Day 27 LeetCode 212. Word Search II

Given an m x n board of characters and a list of strings words, return all words on the board.

Each word must be constructed from letters of sequentially adjacent cells, where adjacent cells are horizontally or vertically neighboring. The same letter cell may not be used more than once in a word.

Example 1:

Input: board = [["o","a","a","n"],["e","t","a","e"],["i","h","k","r"],["i","f","l","v"]], words = ["oath","pea","eat","rain"]
Output: ["eat","oath"]

Example 2:

Input: board = [["a","b"],["c","d"]], words = ["abcb"]
Output: []

Constraints:

m == board.length
n == board[i].length
1 <= m, n <= 12
board[i][j] is a lowercase English letter.
1 <= words.length <= 3 * 104
1 <= words[i].length <= 10
words[i] consists of lowercase English letters.
All the strings of words are unique.

from typing import List

class Solution:

    def dfs(self, board: List[List[str]], word: str, wordid: int, x:int, y:int ):
        if x < 0 or y < 0 or x >= len(board) or y >= len(board[0]):
            return False

        if not board[x][y]:
            return False

        if  wordid >= len(word):
            return False

        if board[x][y] != word[wordid]:
            return False
 
        if wordid == len(word) -1:
            return True

        temp = str(board[x][y])
        board[x][y] = " "
        if self.dfs(board, word, wordid+1, x+1, y) or self.dfs(board, word, wordid+1, x-1, y):
            board[x][y] = temp
            return True

        if self.dfs(board, word, wordid+1, x, y+1) or self.dfs(board, word, wordid+1, x, y-1):
            board[x][y] = temp
            return True
        board[x][y] = temp
        return False


    def checkin(self, board, word: str):
        myset = set()
        wset = set()
        for a in board:
            myset.update(a)
        wset.update([i for i in word])

        return len(myset & wset) == len(wset)
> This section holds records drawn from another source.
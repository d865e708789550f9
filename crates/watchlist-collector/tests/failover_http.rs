//! 실제 HTTP 백엔드를 통한 엔드포인트 failover 테스트.

use std::sync::Arc;
use std::time::Duration;
use watchlist_collector::modules::{persist, Aggregator, FetchOptions, FsArtifactWriter, OutputLayout};
use watchlist_collector::SourceConfig;
use watchlist_core::{AttemptOutcome, SourceId};
use watchlist_exchange::{RestCatalog, RestConfig};

const EMPTY_LISTING: &str = r#"{"symbols": []}"#;

const THREE_PAIRS: &str = r#"{"symbols": [
    {"symbol": "ETHBTC", "status": "TRADING", "baseAsset": "ETH", "quoteAsset": "BTC", "isSpotTradingAllowed": true},
    {"symbol": "LTCBTC", "status": "TRADING", "baseAsset": "LTC", "quoteAsset": "BTC", "isSpotTradingAllowed": true},
    {"symbol": "ADABTC", "status": "TRADING", "baseAsset": "ADA", "quoteAsset": "BTC", "isSpotTradingAllowed": true},
    {"symbol": "ETHUSDT", "status": "TRADING", "baseAsset": "ETH", "quoteAsset": "USDT", "isSpotTradingAllowed": true}
]}"#;

#[tokio::test]
async fn test_failover_walks_endpoints_until_non_empty() {
    let mut blocked = mockito::Server::new_async().await;
    let mut empty = mockito::Server::new_async().await;
    let mut healthy = mockito::Server::new_async().await;
    let mut unused = mockito::Server::new_async().await;

    let blocked_mock = blocked
        .mock("GET", "/api/v3/exchangeInfo")
        .with_status(451)
        .with_body("restricted location")
        .create_async()
        .await;
    let empty_mock = empty
        .mock("GET", "/api/v3/exchangeInfo")
        .with_status(200)
        .with_body(EMPTY_LISTING)
        .create_async()
        .await;
    let healthy_mock = healthy
        .mock("GET", "/api/v3/exchangeInfo")
        .with_status(200)
        .with_body(THREE_PAIRS)
        .create_async()
        .await;
    let unused_mock = unused
        .mock("GET", "/api/v3/exchangeInfo")
        .expect(0)
        .create_async()
        .await;

    let endpoints = vec![blocked.url(), empty.url(), healthy.url(), unused.url()];
    let dir = tempfile::tempdir().unwrap();
    let catalog = RestCatalog::new(RestConfig::default().with_timeout_secs(5)).unwrap();
    let aggregator = Aggregator::new(
        Arc::new(catalog),
        FetchOptions::new("BTC", Duration::from_secs(5)),
        OutputLayout::new(dir.path().join("lists"), dir.path().join("META.json"), "BTC"),
    );

    let sources = vec![SourceConfig::failover(
        SourceId::new("binance").unwrap(),
        endpoints.clone(),
    )];
    let report = aggregator.run(&sources).await;
    persist(&report, aggregator.layout(), &FsArtifactWriter).unwrap();

    blocked_mock.assert_async().await;
    empty_mock.assert_async().await;
    healthy_mock.assert_async().await;
    unused_mock.assert_async().await;

    let binance = report.result("binance").unwrap();
    let symbols: Vec<&str> = binance.symbols().iter().map(|s| s.as_str()).collect();
    assert_eq!(symbols, vec!["BINANCE:ADABTC", "BINANCE:ETHBTC", "BINANCE:LTCBTC"]);
    assert_eq!(binance.selected_endpoint(), Some(healthy.url().as_str()));

    let outcomes: Vec<&AttemptOutcome> = binance.attempts().iter().map(|a| &a.outcome).collect();
    assert_eq!(outcomes.len(), 3);
    assert!(matches!(outcomes[0], AttemptOutcome::Error { .. }));
    assert_eq!(*outcomes[1], AttemptOutcome::Empty);
    assert_eq!(*outcomes[2], AttemptOutcome::Success { count: 3 });

    let meta: serde_json::Value =
        serde_json::from_str(&std::fs::read_to_string(dir.path().join("META.json")).unwrap())
            .unwrap();
    assert_eq!(meta["failover"]["source"], "BINANCE");
    assert_eq!(meta["failover"]["endpoints"], serde_json::json!(endpoints));
    assert_eq!(meta["failover"]["selectedEndpoint"], healthy.url());
    assert_eq!(meta["failover"]["attempts"].as_array().unwrap().len(), 3);
}

#[tokio::test]
async fn test_failover_exhaustion_leaves_source_empty() {
    let mut server = mockito::Server::new_async().await;
    server
        .mock("GET", "/api/v3/exchangeInfo")
        .with_status(200)
        .with_body(EMPTY_LISTING)
        .expect(1)
        .create_async()
        .await;

    let catalog = RestCatalog::new(RestConfig::default().with_timeout_secs(5)).unwrap();
    let aggregator = Aggregator::new(
        Arc::new(catalog),
        FetchOptions::new("BTC", Duration::from_secs(5)),
        OutputLayout::new("lists", "META.json", "BTC"),
    );

    let sources = vec![SourceConfig::failover(
        SourceId::new("binance").unwrap(),
        vec![server.url(), "http://127.0.0.1:1".to_string()],
    )];
    let report = aggregator.run(&sources).await;

    let binance = report.result("binance").unwrap();
    assert!(binance.is_empty());
    assert_eq!(binance.diagnostics().len(), 2);
    assert!(binance.selected_endpoint().is_none());
    assert!(!report.has_combined());
    assert!(report.metadata.failover().unwrap().selected_endpoint.is_none());
}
    def findWord(self, board: List[List[str]], word: str) -> List[str]:
        for x in range(len(board)):
            for y in range(len(board[0])):
                if self.dfs(board, word, 0, x, y):
                    return True
        return False

    def findWords(self, board: List[List[str]], words: List[str]) -> List[str]:
        result = []
        for word in words:
            if not self.checkin(board, word):
                continue
            if self.findWord(board,word):
                result.append(word)
        return result
        pass

board = [["o","a","a","n"],["e","t","a","e"],["i","h","k","r"],["i","f","l","v"]]
words = ["oath","pea","eat","rain"]

print(Solution().findWords(board, words))

board = [["a","b"],["c","d"]]
words = ["abcb"]

print(Solution().findWords(board, words))

如果只是 DFS 肯定会超时，所以提前检查 board 里有没有 word 要的字，没的话就跳过这个案例。
这方法其实有点取巧...测资如果刁钻一点也不能过。